Friday, February 13, 2009

River Edgeing

I have some flat travel terrain water ways I made but that looked rather akin to having put a wide blue strip on the terrain Matt. No liking this especially for my western games I looked over pictures of streams and rivers. Behold, Lots of Brush and small trees on the banks. Being that I like to mix up the edging, I made plastic strip bases of 3 to 6 inches long and 1 to 2 inches deep. The edge to be placed along the river / water way I edged in river sand I picked up from the American River near where I live. The stones are from model railroad bag of rock applied singly. The green under coat is in case the flocking is a bit thin, but as the final product is packed with plants and trees I did not spend much time painting it, though I did paint the edge of the plastic base all the way around. The Sand is affixed with Contact Cement as are the rocks, dries fast and lets me move on to the flocking which I did with white pva glue. Applied glue, put on a lot of Flocking and Pressed the flocking down with my fingers, let dry for an hour.

Brushed off Excess flocking and started Hot gluing plants and trees as pictured to the left here. The Brown scrub tree is a wire with loop for a base, contact cement, dipped into the brown chopped flock, pressed and left to dry. The green scrub tree is same process but I used a bamboo skewer from a pack from the super market usually used for Kabobs. The Flat tall grass is long grass from Woodland Scenic spread between 2 coffee sticks that are clapped with small clips, then pva glue run along both sides, left to dry. After drying you can undo the sticks, trim
along the glue edge and pull apart into smaller stands as pictured. The rest is clump foliage from woodland scenics, bits of thin branching for drift wood etc.

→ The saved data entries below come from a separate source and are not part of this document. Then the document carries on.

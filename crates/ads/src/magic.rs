use indra_splice::Magic;

pub const ADDRESS: Magic = *b"adad";
pub const SERVICES: Magic = *b"advs";
pub const LOAD: Magic = *b"advl";
pub const PEER: Magic = *b"peer";
pub const INTRO: Magic = *b"advi";
//! `Reverse`: wire-identical to `Forward` — fields are `next_addr`,
//! `inner`, nothing else. What makes it `Reverse` and not `Forward` is
//! what's inside that opaque `inner` remainder: its leading
//! `ROUTING_HEADER_LEN` bytes are a three-segment reply routing
//! header, the same raw-prefix convention `Crypt::new_session` uses
//! to split header-key material from payload-key material. Unlike
//! `Forward`, this hop shifts that header forward one segment before
//! relaying: the segment it just consumed is dropped, the remaining
//! two slide down, and a fresh noise segment is appended, per §4.5.

use rand::rngs::OsRng;
use rand::RngCore;

use indra_crypto::{cloak, IV_LEN};
use indra_splice::Splice;

use crate::context::EngineContext;
use crate::error::Result;
use crate::header::{ReplySegment, RoutingHeader, ROUTING_HEADER_LEN};
use crate::layer::{Inner, Layer};
use crate::layers::pad_with_random;

#[derive(Debug, Clone)]
pub struct Reverse {
    pub next_addr: String,
    pub inner: Inner,
}

impl Reverse {
    /// Build a fresh `Reverse` whose `inner` is `routing_header ∥
    /// encode(inner)`: the same bytes `handle` will later peel the
    /// header back off of.
    pub fn new(next_addr: String, routing_header: RoutingHeader, inner: Layer) -> Result<Self> {
        let mut body = Splice::with_capacity(ROUTING_HEADER_LEN + inner.len());
        routing_header.encode(&mut body)?;
        inner.encode(&mut body)?;
        Ok(Self {
            next_addr,
            inner: Inner::Raw(body.into_bytes()),
        })
    }

    pub fn field_len(&self) -> usize {
        2 + self.next_addr.len() + self.inner.len()
    }

    pub fn encode_fields(&self, splice: &mut Splice) -> Result<()> {
        splice.write_multiaddr(&self.next_addr)?;
        self.inner.encode(splice)
    }

    pub fn decode(splice: &mut Splice) -> Result<Self> {
        let next_addr = splice.read_multiaddr()?;
        let inner = Inner::decode_raw(splice);
        Ok(Self { next_addr, inner })
    }

    /// Peel the routing header off the leading `ROUTING_HEADER_LEN`
    /// bytes of the raw remainder, shift it forward one segment, and
    /// relay the shifted header plus the unchanged tail on to
    /// `next_addr`, padded back up to this layer's own encoded length
    /// the same way `Forward` is. The fresh noise segment comes from
    /// the engine's ephemeral key-set generator so it is
    /// indistinguishable from a real hop's segment to anyone without
    /// the corresponding private key.
    pub fn handle(self, ctx: &dyn EngineContext) -> Result<()> {
        let target_len = indra_splice::MAGIC_LEN + self.field_len();
        let bytes = self.inner.into_bytes()?;
        let mut reader = Splice::from_bytes(bytes);
        let mut routing_header = RoutingHeader::decode(&mut reader)?;
        let tail = reader.take_to_end();

        let mut iv = [0u8; IV_LEN];
        OsRng.fill_bytes(&mut iv);
        let noise = ReplySegment {
            to_header: cloak(&ctx.fresh_public_key()),
            from_pub: ctx.fresh_public_key(),
            iv,
        };
        routing_header.shift_for_reply(noise);

        let mut out = Splice::with_capacity(ROUTING_HEADER_LEN + tail.len());
        routing_header.encode(&mut out)?;
        out.write_raw(&tail)?;
        let mut out_bytes = out.into_bytes();
        pad_with_random(&mut out_bytes, target_len);
        ctx.send(&self.next_addr, out_bytes);
        Ok(())
    }
}

#[cfg(test)]
mod tests {
    use super::*;
    use indra_crypto::Identity;

    fn sample_segment() -> ReplySegment {
        ReplySegment {
            to_header: cloak(&Identity::generate().public),
            from_pub: Identity::generate().public,
            iv: [7u8; IV_LEN],
        }
    }

    fn sample_header() -> RoutingHeader {
        RoutingHeader {
            segments: [sample_segment(), sample_segment(), sample_segment()],
        }
    }

    #[test]
    fn encode_decode_roundtrips_with_header_folded_into_inner() {
        let header = sample_header();
        let mut body = Splice::with_capacity(ROUTING_HEADER_LEN + 3);
        header.encode(&mut body).unwrap();
        body.write_raw(&[9, 9, 9]).unwrap();

        let r = Reverse {
            next_addr: "/ip4/10.0.0.2/tcp/8444".into(),
            inner: Inner::Raw(body.into_bytes()),
        };
        let mut s = Splice::with_capacity(r.field_len());
        r.encode_fields(&mut s).unwrap();
        let mut reader = Splice::from_bytes(s.into_bytes());
        let decoded = Reverse::decode(&mut reader).unwrap();
        assert_eq!(decoded.next_addr, r.next_addr);

        match decoded.inner {
            Inner::Raw(bytes) => {
                let mut inner_reader = Splice::from_bytes(bytes);
                assert_eq!(RoutingHeader::decode(&mut inner_reader).unwrap(), header);
                assert_eq!(inner_reader.take_to_end(), vec![9, 9, 9]);
            }
            Inner::Decoded(_) => panic!("expected raw inner"),
        }
    }

    #[test]
    fn new_folds_the_routing_header_into_inners_leading_bytes() {
        use crate::layers::confirmation::Confirmation;

        crate::registry::register_all();
        let header = sample_header();
        let inner_layer = Layer::Confirmation(Confirmation { id: [3u8; 8], load: 0 });
        let r = Reverse::new("/ip4/10.0.0.2/tcp/8444".into(), header.clone(), inner_layer.clone())
            .unwrap();

        let bytes = r.inner.into_bytes().unwrap();
        let mut reader = Splice::from_bytes(bytes);
        assert_eq!(RoutingHeader::decode(&mut reader).unwrap(), header);
        let rest = reader.take_to_end();
        let mut rest_reader = Splice::from_bytes(rest);
        let decoded_inner = crate::registry::decode_chain(&mut rest_reader).unwrap();
        match decoded_inner {
            Layer::Confirmation(c) => assert_eq!(c.id, [3u8; 8]),
            _ => panic!("expected confirmation"),
        }
    }
}
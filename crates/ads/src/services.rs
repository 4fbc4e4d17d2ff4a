//! `ServicesAd`: the set of well-known ports a peer answers on and
//! the relay rate for each.

use std::time::Duration;

use indra_crypto::{hash, recover, sign, Id, PrivateKey, PublicKey, Signature, PUBLIC_KEY_LEN, SIGNATURE_LEN};
use indra_splice::Splice;

use crate::error::{AdsError, Result};
use crate::magic;

#[derive(Debug, Clone, Copy, PartialEq, Eq)]
pub struct ServiceEntry {
    pub port: u16,
    pub relay_rate: u64,
}

#[derive(Debug, Clone, PartialEq, Eq)]
pub struct ServicesAd {
    pub id: Id,
    pub key: PublicKey,
    pub services: Vec<ServiceEntry>,
    pub expiry: Duration,
    pub sig: Signature,
}

impl ServicesAd {
    pub fn len(&self) -> usize {
        8 + PUBLIC_KEY_LEN + 2 + self.services.len() * 10 + 8 + SIGNATURE_LEN
    }

    pub fn is_empty(&self) -> bool {
        false
    }

    fn encode_fields(&self, splice: &mut Splice) -> Result<()> {
        splice.write_id(&self.id)?;
        splice.write_pubkey(&self.key)?;
        splice.write_u16(self.services.len() as u16)?;
        for entry in &self.services {
            splice.write_u16(entry.port)?;
            splice.write_u64(entry.relay_rate)?;
        }
        splice.write_duration(self.expiry)?;
        Ok(())
    }

    pub fn encode(&self, splice: &mut Splice) -> Result<()> {
        splice.write_magic(&magic::SERVICES)?;
        self.encode_fields(splice)?;
        splice.write_signature(&self.sig)?;
        Ok(())
    }

    pub fn decode(splice: &mut Splice) -> Result<Self> {
        let id = splice.read_id()?;
        let key = splice.read_pubkey()?;
        let count = splice.read_u16()?;
        let mut services = Vec::with_capacity(count as usize);
        for _ in 0..count {
            let port = splice.read_u16()?;
            let relay_rate = splice.read_u64()?;
            services.push(ServiceEntry { port, relay_rate });
        }
        let expiry = splice.read_duration()?;
        let sig = splice.read_signature()?;
        Ok(Self {
            id,
            key,
            services,
            expiry,
            sig,
        })
    }

    fn signed_digest(&self) -> Result<[u8; 32]> {
        let mut splice = Splice::with_capacity(self.len() - SIGNATURE_LEN);
        self.encode_fields(&mut splice)?;
        Ok(hash(&splice.into_bytes()))
    }

    pub fn sign(&mut self, prv: &PrivateKey) -> Result<()> {
        let digest = self.signed_digest()?;
        self.sig = sign(prv, &digest)?;
        Ok(())
    }

    pub fn verify(&self) -> Result<()> {
        let digest = self.signed_digest()?;
        let recovered = recover(&self.sig, &digest)?;
        if recovered == self.key {
            Ok(())
        } else {
            Err(AdsError::SignatureMismatch)
        }
    }
}

#[cfg(test)]
mod tests {
    use super::*;
    use indra_crypto::Identity;

    #[test]
    fn sign_verify_roundtrip_with_multiple_services() {
        let id = Identity::generate();
        let mut ad = ServicesAd {
            id: [1u8; 8],
            key: id.public,
            services: vec![
                ServiceEntry { port: 80, relay_rate: 10 },
                ServiceEntry { port: 53, relay_rate: 2 },
            ],
            expiry: Duration::from_secs(300),
            sig: [0u8; SIGNATURE_LEN],
        };
        ad.sign(&id.private).unwrap();

        let mut s = Splice::with_capacity(ad.len() + 4);
        ad.encode(&mut s).unwrap();
        let mut r = Splice::from_bytes(s.into_bytes());
        assert_eq!(r.read_magic().unwrap(), magic::SERVICES);
        let decoded = ServicesAd::decode(&mut r).unwrap();
        assert_eq!(decoded, ad);
        decoded.verify().unwrap();
    }
}
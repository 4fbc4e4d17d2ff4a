//! `Ready`: the hidden service's five-hop reply-path terminator,
//! returned to the client through the introducer. Carries both the
//! client-facing and service-facing routing headers plus their reply
//! ciphers/nonces, so either side can address the other without a
//! further handshake.

use indra_crypto::{Id, Iv, PublicKey, ID_LEN, PUBLIC_KEY_LEN};
use indra_splice::Splice;

use crate::error::Result;
use crate::header::{RoutingHeader, ROUTING_HEADER_LEN};

#[derive(Debug, Clone)]
pub struct Ready {
    pub id: Id,
    pub service_key: PublicKey,
    pub client_header: RoutingHeader,
    pub service_header: RoutingHeader,
    pub client_ciphers: [[u8; 32]; 3],
    pub service_ciphers: [[u8; 32]; 3],
    pub client_nonces: [Iv; 3],
    pub service_nonces: [Iv; 3],
}

impl Ready {
    pub fn field_len(&self) -> usize {
        ID_LEN + PUBLIC_KEY_LEN + ROUTING_HEADER_LEN * 2 + 32 * 3 * 2 + 16 * 3 * 2
    }

    pub fn encode_fields(&self, splice: &mut Splice) -> Result<()> {
        splice.write_id(&self.id)?;
        splice.write_pubkey(&self.service_key)?;
        self.client_header.encode(splice)?;
        self.service_header.encode(splice)?;
        splice.write_hash_triple(&self.client_ciphers)?;
        splice.write_hash_triple(&self.service_ciphers)?;
        splice.write_iv_triple(&self.client_nonces)?;
        splice.write_iv_triple(&self.service_nonces)?;
        Ok(())
    }

    pub fn decode(splice: &mut Splice) -> Result<Self> {
        Ok(Self {
            id: splice.read_id()?,
            service_key: splice.read_pubkey()?,
            client_header: RoutingHeader::decode(splice)?,
            service_header: RoutingHeader::decode(splice)?,
            client_ciphers: splice.read_hash_triple()?,
            service_ciphers: splice.read_hash_triple()?,
            client_nonces: splice.read_iv_triple()?,
            service_nonces: splice.read_iv_triple()?,
        })
    }
}

#[cfg(test)]
mod tests {
    use super::*;
    use indra_crypto::{cloak, Identity};

    fn sample_header() -> RoutingHeader {
        let seg = || crate::header::ReplySegment {
            to_header: cloak(&Identity::generate().public),
            from_pub: Identity::generate().public,
            iv: [1u8; 16],
        };
        RoutingHeader {
            segments: [seg(), seg(), seg()],
        }
    }

    #[test]
    fn encode_decode_roundtrips() {
        let ready = Ready {
            id: [7u8; 8],
            service_key: Identity::generate().public,
            client_header: sample_header(),
            service_header: sample_header(),
            client_ciphers: [[1u8; 32]; 3],
            service_ciphers: [[2u8; 32]; 3],
            client_nonces: [[3u8; 16]; 3],
            service_nonces: [[4u8; 16]; 3],
        };
        let mut s = Splice::with_capacity(ready.field_len());
        ready.encode_fields(&mut s).unwrap();
        let mut r = Splice::from_bytes(s.into_bytes());
        let decoded = Ready::decode(&mut r).unwrap();
        assert_eq!(decoded.id, ready.id);
        assert_eq!(decoded.client_header, ready.client_header);
    }
}
//! `Crypt`: ECDH-derived AES-CTR over the remainder of the packet.

use indra_crypto::{
    cloak, encipher, shared_secret, CloakedKey, Iv, PrivateKey, PublicKey, CLOAK_LEN, IV_LEN,
    PUBLIC_KEY_LEN,
};
use indra_splice::Splice;

use crate::context::{CloakMatch, EngineContext};
use crate::error::{CoreError, Result};
use crate::header::ROUTING_HEADER_LEN;
use crate::layer::Layer;

#[derive(Debug, Clone)]
pub enum CryptBody {
    /// Received, recognised, not yet decrypted.
    Ciphertext(Vec<u8>),
    /// Either decrypted, or built locally by a sender who already
    /// knows the inner layer.
    Inner(Box<Layer>),
}

#[derive(Debug, Clone)]
pub struct Crypt {
    pub to_header: CloakedKey,
    pub from_pub: PublicKey,
    pub iv: Iv,
    pub body: CryptBody,
}

impl Crypt {
    /// Wrap `inner` for a hop addressed by its long-lived identity
    /// key: one ECDH-derived stream covers the whole body, since
    /// there is no separate header/payload split outside a session.
    pub fn new_identity(to_pub: &PublicKey, from_prv: &PrivateKey, iv: Iv, inner: Layer) -> Result<Self> {
        let key = shared_secret(from_prv, to_pub)?;
        let mut plain = Splice::with_capacity(inner.len());
        inner.encode(&mut plain)?;
        let mut bytes = plain.into_bytes();
        encipher(&key, &iv, &mut bytes);
        Ok(Self {
            to_header: cloak(to_pub),
            from_pub: from_prv.public_key(),
            iv,
            body: CryptBody::Ciphertext(bytes),
        })
    }

    /// Wrap `inner` for a hop addressed by an installed session: the
    /// leading `ROUTING_HEADER_LEN` bytes are covered by the header
    /// key's stream, the remainder by the payload key's, mirroring
    /// `decrypt_session`'s split.
    pub fn new_session(
        header_pub: &PublicKey,
        payload_pub: &PublicKey,
        from_prv: &PrivateKey,
        iv: Iv,
        inner: Layer,
    ) -> Result<Self> {
        let header_key = shared_secret(from_prv, header_pub)?;
        let payload_key = shared_secret(from_prv, payload_pub)?;
        let mut plain = Splice::with_capacity(inner.len());
        inner.encode(&mut plain)?;
        let mut bytes = plain.into_bytes();
        let split = ROUTING_HEADER_LEN.min(bytes.len());
        let (head, tail) = bytes.split_at_mut(split);
        encipher(&header_key, &iv, head);
        encipher(&payload_key, &iv, tail);
        Ok(Self {
            to_header: cloak(header_pub),
            from_pub: from_prv.public_key(),
            iv,
            body: CryptBody::Ciphertext(bytes),
        })
    }

    pub fn body_len(&self) -> usize {
        CLOAK_LEN
            + PUBLIC_KEY_LEN
            + IV_LEN
            + match &self.body {
                CryptBody::Ciphertext(bytes) => bytes.len(),
                CryptBody::Inner(inner) => inner.len(),
            }
    }

    pub fn encode_fields(&self, splice: &mut Splice) -> Result<()> {
        splice.write_cloaked(&self.to_header)?;
        splice.write_pubkey(&self.from_pub)?;
        splice.write_iv(&self.iv)?;
        match &self.body {
            CryptBody::Ciphertext(bytes) => {
                splice.write_raw(bytes)?;
            }
            CryptBody::Inner(inner) => {
                let mut plain = Splice::with_capacity(inner.len());
                inner.encode(&mut plain)?;
                splice.write_raw(plain.as_slice())?;
            }
        }
        Ok(())
    }

    pub fn decode(splice: &mut Splice) -> Result<Self> {
        let to_header = splice.read_cloaked()?;
        let from_pub = splice.read_pubkey()?;
        let iv = splice.read_iv()?;
        let ciphertext = splice.take_to_end();
        Ok(Self {
            to_header,
            from_pub,
            iv,
            body: CryptBody::Ciphertext(ciphertext),
        })
    }

    fn take_ciphertext(&mut self) -> Result<Vec<u8>> {
        match std::mem::replace(&mut self.body, CryptBody::Ciphertext(Vec::new())) {
            CryptBody::Ciphertext(bytes) => Ok(bytes),
            CryptBody::Inner(inner) => {
                self.body = CryptBody::Inner(inner);
                Err(CoreError::TerminalLayer("crypt already decrypted"))
            }
        }
    }

    /// Decrypt with the node's own identity key: no separate payload
    /// key exists outside of a session, so one stream covers the
    /// whole body.
    pub fn decrypt_identity(&mut self, identity_prv: &PrivateKey) -> Result<Layer> {
        let key = shared_secret(identity_prv, &self.from_pub)?;
        let mut plaintext = self.take_ciphertext()?;
        encipher(&key, &self.iv, &mut plaintext);
        let inner = crate::registry::decode_chain(&mut Splice::from_bytes(plaintext))?;
        self.body = CryptBody::Inner(Box::new(inner.clone()));
        Ok(inner)
    }

    /// Decrypt with a session's two keys: the header key covers the
    /// leading `ROUTING_HEADER_LEN` slice, the payload key the rest.
    pub fn decrypt_session(
        &mut self,
        header_prv: &PrivateKey,
        payload_prv: &PrivateKey,
    ) -> Result<Layer> {
        let header_key = shared_secret(header_prv, &self.from_pub)?;
        let payload_key = shared_secret(payload_prv, &self.from_pub)?;
        let mut plaintext = self.take_ciphertext()?;
        let split = ROUTING_HEADER_LEN.min(plaintext.len());
        let (head, tail) = plaintext.split_at_mut(split);
        encipher(&header_key, &self.iv, head);
        encipher(&payload_key, &self.iv, tail);
        let inner = crate::registry::decode_chain(&mut Splice::from_bytes(plaintext))?;
        self.body = CryptBody::Inner(Box::new(inner.clone()));
        Ok(inner)
    }

    /// Resolve the cloak, decrypt with whichever key matched, and
    /// return the inner layer for further dispatch.
    pub fn handle(&mut self, ctx: &dyn EngineContext) -> Result<Layer> {
        match ctx.find_cloaked(&self.to_header) {
            Some(CloakMatch::Identity) => {
                let identity = ctx.identity_private();
                self.decrypt_identity(&identity)
            }
            Some(CloakMatch::Session {
                header_prv,
                payload_prv,
            }) => self.decrypt_session(&header_prv, &payload_prv),
            None => Err(CoreError::UnknownCloak),
        }
    }
}

#[cfg(test)]
mod tests {
    use super::*;
    use crate::layers::confirmation::Confirmation;
    use indra_crypto::Identity;

    #[test]
    fn round_trips_through_registry_with_identity_key() {
        crate::registry::register_all();
        let receiver = Identity::generate();
        let sender = Identity::generate();
        let iv = [0u8; IV_LEN];

        let crypt = Crypt::new_identity(
            &receiver.public,
            &sender.private,
            iv,
            Layer::Confirmation(Confirmation {
                id: [0xAA; 8],
                load: 0,
            }),
        )
        .unwrap();
        let layer = Layer::Crypt(crypt);
        let mut splice = Splice::with_capacity(layer.len());
        layer.encode(&mut splice).unwrap();

        let mut reader = Splice::from_bytes(splice.into_bytes());
        let decoded = crate::registry::decode_chain(&mut reader).unwrap();
        let mut crypt = match decoded {
            Layer::Crypt(c) => c,
            _ => panic!("expected crypt"),
        };

        let inner = crypt.decrypt_identity(&receiver.private).unwrap();
        match inner {
            Layer::Confirmation(c) => assert_eq!(c.id, [0xAA; 8]),
            _ => panic!("expected confirmation"),
        }
    }
}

With the bases done small, I can scatter them on
both sides of a Stream or Creek helping to visually define the water way better and provide obscuring cover for skirmish games, or more eye catching features for larger mass scale games. Doing the same with slightly smaller bases but extending the sand around the entire edge with Brush or scrub trees in the middle can be used for marshy ground and or swamps, though
swamps I would vary the colors and have more / different types of ground cover. The smaller bases let me follow the curves of a water way, surround a pond or be scattered apart. I used white paper for this last shot and card stock water print for the river just to show how I can deploy the finished edging pieces. The final pieces do not require much space for storage, about 20 of them cover a single sheet of paper and provide plenty of possible cover or a place to just go fishing!